(Stored items)

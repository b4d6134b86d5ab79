// SPDX-License-Identifier: MPL-2.0
//! Centralized button styles.

use crate::ui::design_tokens::{opacity, palette, radius, shadow};
use iced::widget::button;
use iced::{Background, Border, Color, Theme};

/// Filled amber button used for the main header and control actions.
pub fn primary(theme: &Theme, status: button::Status) -> button::Style {
    let brand = theme.palette().primary;
    let base = button::Style {
        background: Some(Background::Color(brand)),
        text_color: palette::WHITE,
        border: Border {
            color: brand,
            width: 1.0,
            radius: radius::MD.into(),
        },
        shadow: shadow::SM,
        snap: true,
    };

    match status {
        button::Status::Active => base,
        button::Status::Hovered => button::Style {
            background: Some(Background::Color(palette::AMBER_500)),
            ..base
        },
        button::Status::Pressed => button::Style {
            background: Some(Background::Color(palette::AMBER_700)),
            shadow: shadow::NONE,
            ..base
        },
        button::Status::Disabled => button::Style {
            background: Some(Background::Color(Color {
                a: opacity::OVERLAY_MEDIUM,
                ..brand
            })),
            text_color: Color {
                a: opacity::OVERLAY_STRONG,
                ..palette::WHITE
            },
            shadow: shadow::NONE,
            ..base
        },
    }
}

/// Style for the selected entry of a choice group (year, language, theme).
pub fn selected(theme: &Theme, status: button::Status) -> button::Style {
    let style = primary(theme, status);
    button::Style {
        border: Border {
            color: palette::AMBER_900,
            width: 2.0,
            radius: radius::MD.into(),
        },
        ..style
    }
}

/// Style for unselected entries of a choice group.
pub fn unselected(theme: &Theme, status: button::Status) -> button::Style {
    let extended = theme.extended_palette();
    let (background, text_color) = match status {
        button::Status::Hovered => (extended.primary.weak.color, extended.primary.weak.text),
        button::Status::Pressed => (extended.primary.base.color, extended.primary.base.text),
        button::Status::Active | button::Status::Disabled => (
            extended.background.weak.color,
            extended.background.weak.text,
        ),
    };

    button::Style {
        background: Some(Background::Color(background)),
        text_color,
        border: Border {
            color: extended.background.strong.color,
            width: 1.0,
            radius: radius::MD.into(),
        },
        shadow: shadow::NONE,
        snap: true,
    }
}

/// Borderless text button (phone numbers, close buttons).
pub fn link(theme: &Theme, status: button::Status) -> button::Style {
    let brand = theme.palette().primary;
    let text_color = match status {
        button::Status::Hovered | button::Status::Pressed => palette::AMBER_700,
        _ => brand,
    };

    button::Style {
        background: None,
        text_color,
        border: Border::default(),
        shadow: shadow::NONE,
        snap: true,
    }
}

/// Invisible button covering the area behind an open panel.
pub fn backdrop(_theme: &Theme, _status: button::Status) -> button::Style {
    button::Style {
        background: Some(Background::Color(Color {
            a: opacity::OVERLAY_MEDIUM,
            ..palette::BLACK
        })),
        text_color: palette::WHITE,
        border: Border::default(),
        shadow: shadow::NONE,
        snap: true,
    }
}
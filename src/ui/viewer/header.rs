// SPDX-License-Identifier: MPL-2.0
//! Header bar: year picker button, page navigation, info button and the
//! month title.

use crate::calendar::MonthDescriptor;
use crate::i18n::I18n;
use crate::ui::design_tokens::{spacing, typography};
use crate::ui::styles;
use crate::ui::viewer::component::Message;
use iced::widget::{button, container, tooltip, Column, Container, Row, Space, Text};
use iced::{alignment::Vertical, Alignment, Element, Length};

/// Contextual data needed to render the header.
pub struct ViewContext<'a> {
    pub i18n: &'a I18n,
    pub year: i32,
    pub page: &'a MonthDescriptor,
    pub year_picker_open: bool,
    pub info_open: bool,
}

pub fn view<'a>(ctx: ViewContext<'a>) -> Element<'a, Message> {
    let i18n = ctx.i18n;

    let year_button = with_tooltip(
        toggle_button(
            Text::new(ctx.year.to_string()).size(typography::TITLE_SM),
            ctx.year_picker_open,
            Message::ToggleYearPicker,
        ),
        i18n.tr("nav-year-tooltip"),
    );

    let navigation = Row::new()
        .spacing(spacing::XS)
        .align_y(Vertical::Center)
        .push(
            button(Text::new(i18n.tr("nav-previous")))
                .on_press(Message::NavigatePrevious)
                .style(styles::button::unselected),
        )
        .push(
            button(Text::new(i18n.tr("nav-today")))
                .on_press(Message::GoToToday)
                .style(styles::button::primary),
        )
        .push(
            button(Text::new(i18n.tr("nav-next")))
                .on_press(Message::NavigateNext)
                .style(styles::button::unselected),
        );

    let info_button = with_tooltip(
        toggle_button(Text::new("i"), ctx.info_open, Message::ToggleInfo),
        i18n.tr("nav-info-tooltip"),
    );

    let top_row = Row::new()
        .spacing(spacing::SM)
        .align_y(Vertical::Center)
        .push(year_button)
        .push(Space::new().width(Length::Fill))
        .push(navigation)
        .push(Space::new().width(Length::Fill))
        .push(info_button);

    let title = Text::new(i18n.tr_with_args(
        "month-title",
        &[
            ("month", ctx.page.name.into()),
            ("year", ctx.year.into()),
        ],
    ))
    .size(typography::TITLE_LG);

    let subtitle = Text::new(ctx.page.localized_name).size(typography::BODY);

    let titles = Column::new()
        .align_x(Alignment::Center)
        .width(Length::Fill)
        .push(title)
        .push(subtitle);

    Container::new(
        Column::new()
            .spacing(spacing::XS)
            .push(top_row)
            .push(titles),
    )
    .width(Length::Fill)
    .padding([spacing::SM, spacing::MD])
    .style(styles::container::header)
    .into()
}

/// Button highlighted while the panel it opens is shown.
fn toggle_button<'a>(
    label: Text<'a>,
    active: bool,
    message: Message,
) -> iced::widget::Button<'a, Message> {
    let style = if active {
        styles::button::selected
    } else {
        styles::button::unselected
    };
    button(label).on_press(message).style(style)
}

fn with_tooltip<'a>(
    content: impl Into<Element<'a, Message>>,
    label: String,
) -> Element<'a, Message> {
    tooltip(
        content,
        Container::new(Text::new(label).size(typography::CAPTION))
            .padding(spacing::XXS)
            .style(container::rounded_box),
        tooltip::Position::Bottom,
    )
    .into()
}

#[cfg(test)]
mod tests {
    use super::*;
    use crate::calendar::Catalog;

    #[test]
    fn header_renders_for_month_and_index_pages() {
        let i18n = I18n::default();
        let pages = Catalog::default().months_for_year(2025);
        for page in [&pages[0], &pages[12]] {
            let _element = view(ViewContext {
                i18n: &i18n,
                year: 2025,
                page,
                year_picker_open: false,
                info_open: true,
            });
        }
    }
}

• **Task description**: From the first line to the last, reproduce the data exactly.

• **Exercise solution**:
repository b4d6134b86d5ab79
// SPDX-License-Identifier: MPL-2.0
//! Centralized button styles.

use crate::ui::design_tokens::{opacity, palette, radius, shadow};
use iced::widget::button;
use iced::{Background, Border, Color, Theme};

/// Filled amber button used for the main header and control actions.
pub fn primary(theme: &Theme, status: button::Status) -> button::Style {
    let brand = theme.palette().primary;
    let base = button::Style {
        background: Some(Background::Color(brand)),
        text_color: palette::WHITE,
        border: Border {
            color: brand,
            width: 1.0,
            radius: radius::MD.into(),
        },
        shadow: shadow::SM,
        snap: true,
    };

    match status {
        button::Status::Active => base,
        button::Status::Hovered => button::Style {
            background: Some(Background::Color(palette::AMBER_500)),
            ..base
        },
        button::Status::Pressed => button::Style {
            background: Some(Background::Color(palette::AMBER_700)),
            shadow: shadow::NONE,
            ..base
        },
        button::Status::Disabled => button::Style {
            background: Some(Background::Color(Color {
                a: opacity::OVERLAY_MEDIUM,
                ..brand
            })),
            text_color: Color {
                a: opacity::OVERLAY_STRONG,
                ..palette::WHITE
            },
            shadow: shadow::NONE,
            ..base
        },
    }
}

/// Style for the selected entry of a choice group (year, language, theme).
pub fn selected(theme: &Theme, status: button::Status) -> button::Style {
    let style = primary(theme, status);
    button::Style {
        border: Border {
            color: palette::AMBER_900,
            width: 2.0,
            radius: radius::MD.into(),
        },
        ..style
    }
}

/// Style for unselected entries of a choice group.
pub fn unselected(theme: &Theme, status: button::Status) -> button::Style {
    let extended = theme.extended_palette();
    let (background, text_color) = match status {
        button::Status::Hovered => (extended.primary.weak.color, extended.primary.weak.text),
        button::Status::Pressed => (extended.primary.base.color, extended.primary.base.text),
        button::Status::Active | button::Status::Disabled => (
            extended.background.weak.color,
            extended.background.weak.text,
        ),
    };

    button::Style {
        background: Some(Background::Color(background)),
        text_color,
        border: Border {
            color: extended.background.strong.color,
            width: 1.0,
            radius: radius::MD.into(),
        },
        shadow: shadow::NONE,
        snap: true,
    }
}

/// Borderless text button (phone numbers, close buttons).
pub fn link(theme: &Theme, status: button::Status) -> button::Style {
    let brand = theme.palette().primary;
    let text_color = match status {
        button::Status::Hovered | button::Status::Pressed => palette::AMBER_700,
        _ => brand,
    };

    button::Style {
        background: None,
        text_color,
        border: Border::default(),
        shadow: shadow::NONE,
        snap: true,
    }
}

/// Invisible button covering the area behind an open panel.
pub fn backdrop(_theme: &Theme, _status: button::Status) -> button::Style {
    button::Style {
        background: Some(Background::Color(Color {
            a: opacity::OVERLAY_MEDIUM,
            ..palette::BLACK
        })),
        text_color: palette::WHITE,
        border: Border::default(),
        shadow: shadow::NONE,
        snap: true,
    }
}
filename src/ui/viewer/header.rs
// SPDX-License-Identifier: MPL-2.0
//! Header bar: year picker button, page navigation, info button and the
//! month title.

use crate::calendar::MonthDescriptor;
use crate::i18n::I18n;
use crate::ui::design_tokens::{spacing, typography};
use crate::ui::styles;
use crate::ui::viewer::component::Message;
use iced::widget::{button, container, tooltip, Column, Container, Row, Space, Text};
use iced::{alignment::Vertical, Alignment, Element, Length};

/// Contextual data needed to render the header.
pub struct ViewContext<'a> {
    pub i18n: &'a I18n,
    pub year: i32,
    pub page: &'a MonthDescriptor,
    pub year_picker_open: bool,
    pub info_open: bool,
}

pub fn view<'a>(ctx: ViewContext<'a>) -> Element<'a, Message> {
    let i18n = ctx.i18n;

    let year_button = with_tooltip(
        toggle_button(
            Text::new(ctx.year.to_string()).size(typography::TITLE_SM),
            ctx.year_picker_open,
            Message::ToggleYearPicker,
        ),
        i18n.tr("nav-year-tooltip"),
    );

    let navigation = Row::new()
        .spacing(spacing::XS)
        .align_y(Vertical::Center)
        .push(
            button(Text::new(i18n.tr("nav-previous")))
                .on_press(Message::NavigatePrevious)
                .style(styles::button::unselected),
        )
        .push(
            button(Text::new(i18n.tr("nav-today")))
                .on_press(Message::GoToToday)
                .style(styles::button::primary),
        )
        .push(
            button(Text::new(i18n.tr("nav-next")))
                .on_press(Message::NavigateNext)
                .style(styles::button::unselected),
        );

    let info_button = with_tooltip(
        toggle_button(Text::new("i"), ctx.info_open, Message::ToggleInfo),
        i18n.tr("nav-info-tooltip"),
    );

    let top_row = Row::new()
        .spacing(spacing::SM)
        .align_y(Vertical::Center)
        .push(year_button)
        .push(Space::new().width(Length::Fill))
        .push(navigation)
        .push(Space::new().width(Length::Fill))
        .push(info_button);

    let title = Text::new(i18n.tr_with_args(
        "month-title",
        &[
            ("month", ctx.page.name.into()),
            ("year", ctx.year.into()),
        ],
    ))
    .size(typography::TITLE_LG);

    let subtitle = Text::new(ctx.page.localized_name).size(typography::BODY);

    let titles = Column::new()
        .align_x(Alignment::Center)
        .width(Length::Fill)
        .push(title)
        .push(subtitle);

    Container::new(
        Column::new()
            .spacing(spacing::XS)
            .push(top_row)
            .push(titles),
    )
    .width(Length::Fill)
    .padding([spacing::SM, spacing::MD])
    .style(styles::container::header)
    .into()
}

/// Button highlighted while the panel it opens is shown.
fn toggle_button<'a>(
    label: Text<'a>,
    active: bool,
    message: Message,
) -> iced::widget::Button<'a, Message> {
    let style = if active {
        styles::button::selected
    } else {
        styles::button::unselected
    };
    button(label).on_press(message).style(style)
}

fn with_tooltip<'a>(
    content: impl Into<Element<'a, Message>>,
    label: String,
) -> Element<'a, Message> {
    tooltip(
        content,
        Container::new(Text::new(label).size(typography::CAPTION))
            .padding(spacing::XXS)
            .style(container::rounded_box),
        tooltip::Position::Bottom,
    )
    .into()
}

#[cfg(test)]
mod tests {
    use super::*;
    use crate::calendar::Catalog;

    #[test]
    fn header_renders_for_month_and_index_pages() {
        let i18n = I18n::default();
        let pages = Catalog::default().months_for_year(2025);
        for page in [&pages[0], &pages[12]] {
            let _element = view(ViewContext {
                i18n: &i18n,
                year: 2025,
                page,
                year_picker_open: false,
                info_open: true,
            });
        }
    }
}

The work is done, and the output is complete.